FILER_TYPES_TO_FORMS Table description contains this mysterious comment: "J M needs to describe this table. It is in his list of tables designed for future releases."
FILING_ERROR_TYPES This lookup table provides a cross reference for errors and their and messages.
FILING_ERRORS This table contains the errors assocated with a given filing and each of it's amendments.
FILING_ID_TEMP No description
FORM_CODES This lookup table assocates record types to forms.
FORMS This table describes the form set.
LATE_CONT_IND_EXP_REPORT Table description contains this mysterious comment: "J M needs to describe this table."
LOCAL_FORMS This table is used to log reciept of local paper filings.
PRD_DATA_AUDIT No description
PRD_FINE_DETAIL Detail information on how a fine was calculated.
PRD_FINES Fine summary data table.
PRD_LIMITS Table description contains this mysterious comment: "J M needs to describe this table."
PRD_WAIVERS Table description contains this mysterious comment: "J Mo needs to describe this table."
TVIEW_CONTRIBUTIONS3 Campaign Disclosure reporting tables. "Need to get DH's Documentation to describe."

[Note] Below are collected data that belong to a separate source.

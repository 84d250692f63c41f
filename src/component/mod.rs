//! Screen components, modelled as a small set of capabilities.
//!
//! Every component can be shown or hidden by its preconditions. On top of
//! that a component may hold a value ([`Valued`]), react to clicks
//! ([`Clickable`]) and render a view for the driver ([`Displayable`]).

pub mod kinds;

pub use kinds::*;

use crate::document::{ComponentDefinition, ComponentKind, RowEntry};
use crate::error::{PathError, TaskError};
use crate::path::PathEvaluator;
use crate::state::StateTree;
use crate::validator::Checker;
use serde::Serialize;
use serde_json::Value;

/// Something a click asks the owning screen to do.
#[derive(Debug, Clone, PartialEq)]
pub enum ComponentEvent {
    /// Merge this patch into the screen's state and result.
    Update(Value),
    /// Perform a named action such as `submit`, `next` or `back`.
    Action(String),
}

pub trait Valued {
    fn get_value(&self) -> &Value;
    fn set_value(&mut self, value: Value);

    /// Whether the driver may `set` this value directly.
    fn accepts_input(&self) -> bool {
        true
    }
}

pub trait Clickable {
    /// Validators that disable the component when any of them passes.
    fn disabling_validators(&self) -> &[String] {
        &[]
    }

    fn press(
        &mut self,
        destination: Option<&str>,
        evaluator: &dyn PathEvaluator,
    ) -> Result<Vec<ComponentEvent>, PathError>;
}

pub trait Displayable {
    fn render(&self, state: &StateTree, evaluator: &dyn PathEvaluator) -> Result<Value, PathError>;
}

#[derive(Debug, Clone)]
pub enum Widget {
    Input(Input),
    Selection(Selection),
    Toggle(Toggle),
    Button(Button),
    Textbox(Textbox),
    MessageBox(MessageBox),
    Image(Image),
    DisplayData(DisplayData),
}

/// One component placed on a screen.
#[derive(Debug, Clone)]
pub struct Component {
    name: String,
    kind: &'static str,
    destination_path: Option<String>,
    preconditions: Vec<String>,
    validators: Vec<String>,
    errors: Vec<String>,
    widget: Widget,
}

impl Component {
    /// Builds a component from its declaration and the row entry that places it.
    pub fn from_definition(definition: &ComponentDefinition, entry: &RowEntry) -> Self {
        let widget = match &definition.kind {
            ComponentKind::Input {
                label,
                obscure,
                component_type,
            } => Widget::Input(Input {
                label: label.clone(),
                obscure: *obscure,
                input_type: component_type.clone().unwrap_or_else(|| "text".to_string()),
                value: Value::Null,
            }),
            ComponentKind::DateTime { label } => Widget::Input(Input {
                label: label.clone(),
                obscure: false,
                input_type: "datetime".to_string(),
                value: Value::Null,
            }),
            ComponentKind::Textbox { text } => Widget::Textbox(Textbox { text: text.clone() }),
            ComponentKind::Selection {
                label,
                is_required,
                options_values,
                options_key,
            } => Widget::Selection(Selection {
                label: label.clone(),
                is_required: *is_required,
                options_values: options_values.clone(),
                options_key: options_key.clone(),
                value: Value::Null,
            }),
            ComponentKind::Toggle {
                label,
                style,
                value,
            } => Widget::Toggle(Toggle {
                label: label.clone(),
                style: style.clone(),
                value: if value.is_null() {
                    Value::Bool(false)
                } else {
                    value.clone()
                },
            }),
            ComponentKind::Button {
                action,
                style,
                text,
                value,
                disabling_validators,
            } => Widget::Button(Button {
                action: action.clone(),
                style: style.clone(),
                text: text.clone(),
                value: value.clone(),
                disabling_validators: disabling_validators.clone(),
                pressed: Value::Null,
            }),
            ComponentKind::MessageBox { message, size } => Widget::MessageBox(MessageBox {
                template: message.template.clone(),
                message_type: message.kind.clone(),
                size: size.clone(),
            }),
            ComponentKind::Image { url } => Widget::Image(Image { url: url.clone() }),
            ComponentKind::DisplayData {
                display_type,
                title,
                subtitle,
                data,
            } => Widget::DisplayData(DisplayData {
                display_type: display_type.clone(),
                title: title.clone(),
                subtitle: subtitle.clone(),
                data: data.clone(),
            }),
        };

        Component {
            name: entry.name.clone(),
            kind: definition.kind.type_name(),
            destination_path: entry
                .destination_path
                .clone()
                .or_else(|| definition.destination_path.clone()),
            preconditions: entry
                .preconditions
                .clone()
                .unwrap_or_else(|| definition.preconditions.clone()),
            validators: definition.validator.clone(),
            errors: Vec::new(),
            widget,
        }
    }

    pub fn name(&self) -> &str {
        &self.name
    }

    pub fn kind(&self) -> &'static str {
        self.kind
    }

    pub fn destination_path(&self) -> Option<&str> {
        self.destination_path.as_deref()
    }

    pub fn errors(&self) -> &[String] {
        &self.errors
    }

    pub fn widget(&self) -> &Widget {
        &self.widget
    }

    pub fn is_button(&self) -> bool {
        matches!(self.widget, Widget::Button(_))
    }

    fn as_valued(&self) -> Option<&dyn Valued> {
        match &self.widget {
            Widget::Input(c) => Some(c),
            Widget::Selection(c) => Some(c),
            Widget::Toggle(c) => Some(c),
            Widget::Button(c) => Some(c),
            _ => None,
        }
    }

    fn as_valued_mut(&mut self) -> Option<&mut dyn Valued> {
        match &mut self.widget {
            Widget::Input(c) => Some(c),
            Widget::Selection(c) => Some(c),
            Widget::Toggle(c) => Some(c),
            Widget::Button(c) => Some(c),
            _ => None,
        }
    }

    fn as_clickable(&self) -> Option<&dyn Clickable> {
        match &self.widget {
            Widget::Toggle(c) => Some(c),
            Widget::Button(c) => Some(c),
            _ => None,
        }
    }

    fn as_clickable_mut(&mut self) -> Option<&mut dyn Clickable> {
        match &mut self.widget {
            Widget::Toggle(c) => Some(c),
            Widget::Button(c) => Some(c),
            _ => None,
        }
    }

    fn as_displayable(&self) -> &dyn Displayable {
        match &self.widget {
            Widget::Input(c) => c,
            Widget::Selection(c) => c,
            Widget::Toggle(c) => c,
            Widget::Button(c) => c,
            Widget::Textbox(c) => c,
            Widget::MessageBox(c) => c,
            Widget::Image(c) => c,
            Widget::DisplayData(c) => c,
        }
    }

    /// The current value, or `None` for display-only components.
    pub fn value(&self) -> Option<&Value> {
        self.as_valued().map(|v| v.get_value())
    }

    pub fn set_value(&mut self, value: Value) -> Result<(), TaskError> {
        match self.as_valued_mut() {
            Some(valued) if valued.accepts_input() => {
                valued.set_value(value);
                Ok(())
            }
            _ => Err(TaskError::NotValueComponent(self.name.clone())),
        }
    }

    /// Whether every precondition passes against the current state.
    pub fn show(&self, checker: &Checker) -> Result<bool, TaskError> {
        checker.all_pass(&self.preconditions, self.value())
    }

    /// Whether any disabling validator passes. Non-clickable components are never disabled.
    pub fn disabled(&self, checker: &Checker) -> Result<bool, TaskError> {
        match self.as_clickable() {
            Some(clickable) => checker.any_pass(clickable.disabling_validators(), self.value()),
            None => Ok(false),
        }
    }

    /// Re-runs the field validators and stores their failure messages.
    ///
    /// Returns `true` when the value is valid.
    pub fn validate(&mut self, checker: &Checker) -> Result<bool, TaskError> {
        self.errors = checker.failures(&self.validators, self.value())?;
        Ok(self.errors.is_empty())
    }

    pub fn clear_errors(&mut self) {
        self.errors.clear();
    }

    pub fn click(
        &mut self,
        checker: &Checker,
        evaluator: &dyn PathEvaluator,
    ) -> Result<Vec<ComponentEvent>, TaskError> {
        if self.as_clickable().is_none() {
            return Err(TaskError::NotClickable(self.name.clone()));
        }
        if self.disabled(checker)? {
            return Err(TaskError::ActionOnDisabledComponent {
                component: self.name.clone(),
            });
        }
        let destination = self.destination_path.clone();
        let name = self.name.clone();
        let clickable = self
            .as_clickable_mut()
            .ok_or(TaskError::NotClickable(name))?;
        Ok(clickable.press(destination.as_deref(), evaluator)?)
    }

    pub fn render(&self, state: &StateTree, evaluator: &dyn PathEvaluator) -> Result<Value, PathError> {
        self.as_displayable().render(state, evaluator)
    }
}

/// What the driver sees of one shown component.
#[derive(Debug, Clone, PartialEq, Serialize)]
pub struct ComponentView {
    pub name: String,
    pub kind: &'static str,
    pub value: Option<Value>,
    pub disabled: bool,
    pub errors: Vec<String>,
    pub display: Value,
}
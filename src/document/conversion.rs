use super::definition::Document;
use crate::error::DocumentError;
use serde_json::Value;

/// A trait for serialized or custom document representations that can be
/// turned into a typed [`Document`].
///
/// This is the extension point for plugging in another document format: the
/// engine only ever consumes the typed repositories, never the raw text.
///
/// # Example
///
/// ```rust,no_run
/// use journey::document::{Document, IntoDocument};
/// use journey::error::DocumentError;
///
/// struct YamlText(String);
///
/// impl IntoDocument for YamlText {
///     fn into_document(self) -> Result<Document, DocumentError> {
///         // Translate your own format into JSON and reuse the JSON loader.
/// #       let json: serde_json::Value = serde_json::json!({});
///         json.into_document()
///     }
/// }
/// ```
pub trait IntoDocument {
    /// Consumes the value and converts it into a typed document.
    fn into_document(self) -> Result<Document, DocumentError>;
}

impl IntoDocument for Document {
    fn into_document(self) -> Result<Document, DocumentError> {
        Ok(self)
    }
}

impl IntoDocument for &str {
    fn into_document(self) -> Result<Document, DocumentError> {
        serde_json::from_str(self).map_err(|e| DocumentError::InvalidDocument(e.to_string()))
    }
}

impl IntoDocument for String {
    fn into_document(self) -> Result<Document, DocumentError> {
        self.as_str().into_document()
    }
}

impl IntoDocument for Value {
    fn into_document(self) -> Result<Document, DocumentError> {
        serde_json::from_value(self).map_err(|e| DocumentError::InvalidDocument(e.to_string()))
    }
}
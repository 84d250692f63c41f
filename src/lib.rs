//! # Journey - Declarative Workflow Interpreter
//!
//! **Journey** runs multi-step interaction workflows described by a JSON
//! document: reusable screen components, named validators, and flows of tasks
//! (screens, remote calls, loops, state updates, redirects). The engine is
//! driver-agnostic. A driver asks for the next pending task, answers it, and
//! asks again until the workflow finishes.
//!
//! ## Core Workflow
//!
//! 1.  **Load a Document**: Parse JSON with [`Document::from_json`](document::Document::from_json),
//!     or implement [`IntoDocument`](document::IntoDocument) for your own format.
//! 2.  **Start a Session**: Use [`Session::builder`](engine::Session::builder) to set breakpoints,
//!     an event sink, or a custom path evaluator.
//! 3.  **Drive It**: Call `get_task` repeatedly. Screens take `set` and `click`, remote calls take
//!     `set_result`. Everything else runs on its own.
//! 4.  **Handle Events**: Redirects, remote calls and history captures are reported as
//!     [`Event`](event::Event)s. The [`Client`](client::Client) follows redirects for you.
//!
//! ## Quick Start
//!
//! ```rust,no_run
//! use journey::prelude::*;
//!
//! fn main() -> Result<()> {
//!     let text = std::fs::read_to_string("workflow.json")?;
//!     let document = Document::from_json(&text)?;
//!     let mut session = Session::builder(document).build()?;
//!
//!     while let Some(mut task) = session.get_task()? {
//!         match task.kind() {
//!             TaskKind::Screen => {
//!                 for component in task.get_components()? {
//!                     println!("{} ({})", component.name, component.kind);
//!                 }
//!                 task.set("name", "Ada")?;
//!                 task.click("submit")?;
//!             }
//!             TaskKind::Jsonrpc => {
//!                 println!("calling {}", task.get_endpoint()?);
//!                 task.set_result(serde_json::json!({ "ok": true }))?;
//!             }
//!             _ => {}
//!         }
//!     }
//!
//!     println!("final state: {}", session.state());
//!     Ok(())
//! }
//! ```

pub mod client;
pub mod component;
pub mod context;
pub mod document;
pub mod engine;
pub mod error;
pub mod event;
pub mod history;
pub mod path;
pub mod prelude;
pub mod stack;
pub mod state;
pub mod task;
pub mod template;
pub mod validator;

Do you offer all of the available data?

Almost. The raw data provided by the state contains some errors in how values are escaped, quoted and delimited. The result is that there are a small number of records we cannot yet automatically parse that are lost during our process.

However, according to our tracking, 99.9998% of records in the downloaded source files are offered here for download.

Do you modify the source data?

We make every effort to carefully parse and load the bulk CAL-ACCESS data from the state “as is.” Therefore, any undocumented modification of the data made during this process is considered a bug in our software.

There is one exception: We strip the time from any date field in the raw data. We consider this modification to be of little consequence since, for the most part, there is a time part of 12:00:00 AM for every value.

Based on our inspection of the raw data, very little information is being lost and whatever is lost has questionable utility.